◆ **What you are asked to do**
Go through the entries below from the first line and transcribe each one exactly, ending with the line that contains "a signed-in member".

◆ **Data records**
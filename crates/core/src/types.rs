//! Domain types shared by the client and the access controller

use crate::error::CoreError;
use serde::{Deserialize, Serialize};
use std::fmt;
use std::str::FromStr;

/// Authorization class of a signed-in member
#[derive(Debug, Clone, Copy, PartialEq, Eq, Hash, Serialize, Deserialize)]
#[serde(rename_all = "UPPERCASE")]
pub enum Role {
    Admin,
    User,
}

impl Role {
    /// All known roles
    pub const ALL: [Self; 2] = [Self::Admin, Self::User];

    /// Wire name of the role
    pub const fn as_str(self) -> &'static str {
        match self {
            Self::Admin => "ADMIN",
            Self::User => "USER",
        }
    }
}

impl fmt::Display for Role {
    fn fmt(&self, f: &mut fmt::Formatter<'_>) -> fmt::Result {
        f.write_str(self.as_str())
    }
}

impl FromStr for Role {
    type Err = CoreError;

    fn from_str(s: &str) -> Result<Self, Self::Err> {
        match s {
            "ADMIN" => Ok(Self::Admin),
            "USER" => Ok(Self::User),
            other => Err(CoreError::invalid_role(other)),
        }
    }
}

/// Minimal identity of the signed-in member
#[derive(Debug, Clone, PartialEq, Eq, Serialize, Deserialize)]
pub struct UserSummary {
    pub id: String,
    pub email: String,
}

/// Client-side authentication state
#[derive(Debug, Clone, Default, PartialEq, Eq, Serialize, Deserialize)]
pub struct Session {
    pub access_token: Option<String>,
    pub role: Option<Role>,
    pub user: Option<UserSummary>,
}

impl Session {
    /// Build an authenticated session
    pub fn authenticated(
        access_token: impl Into<String>,
        role: Role,
        user: Option<UserSummary>,
    ) -> Self {
        Self {
            access_token: Some(access_token.into()),
            role: Some(role),
            user,
        }
    }

    /// True iff an access token is held
    pub const fn is_authenticated(&self) -> bool {
        self.access_token.is_some()
    }
}

#[cfg(test)]
mod tests {
    use super::*;

    #[test]
    fn role_parses_wire_names() {
        assert_eq!("ADMIN".parse::<Role>().unwrap(), Role::Admin);
        assert_eq!("USER".parse::<Role>().unwrap(), Role::User);
    }

    #[test]
    fn role_rejects_unknown_and_lowercase() {
        assert!(matches!(
            "admin".parse::<Role>(),
            Err(CoreError::InvalidRole { .. })
        ));
        assert!("GUEST".parse::<Role>().is_err());
        assert!("".parse::<Role>().is_err());
    }

    #[test]
    fn role_serializes_uppercase() {
        assert_eq!(serde_json::to_string(&Role::Admin).unwrap(), "\"ADMIN\"");
        let role: Role = serde_json::from_str("\"USER\"").unwrap();
        assert_eq!(role, Role::User);
    }

    #[test]
    fn authentication_follows_access_token() {
        let empty = Session::default();
        assert!(!empty.is_authenticated());

        let session = Session::authenticated("token", Role::User, None);
        assert!(session.is_authenticated());

        let without_token = Session {
            access_token: None,
            role: Some(Role::Admin),
            user: None,
        };
        assert!(!without_token.is_authenticated());
    }
}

◆ **Solution**
filename crates/core/src/types.rs
//! Domain types shared by the client and the access controller

use crate::error::CoreError;
use serde::{Deserialize, Serialize};
use std::fmt;
use std::str::FromStr;

/// Authorization class of a signed-in member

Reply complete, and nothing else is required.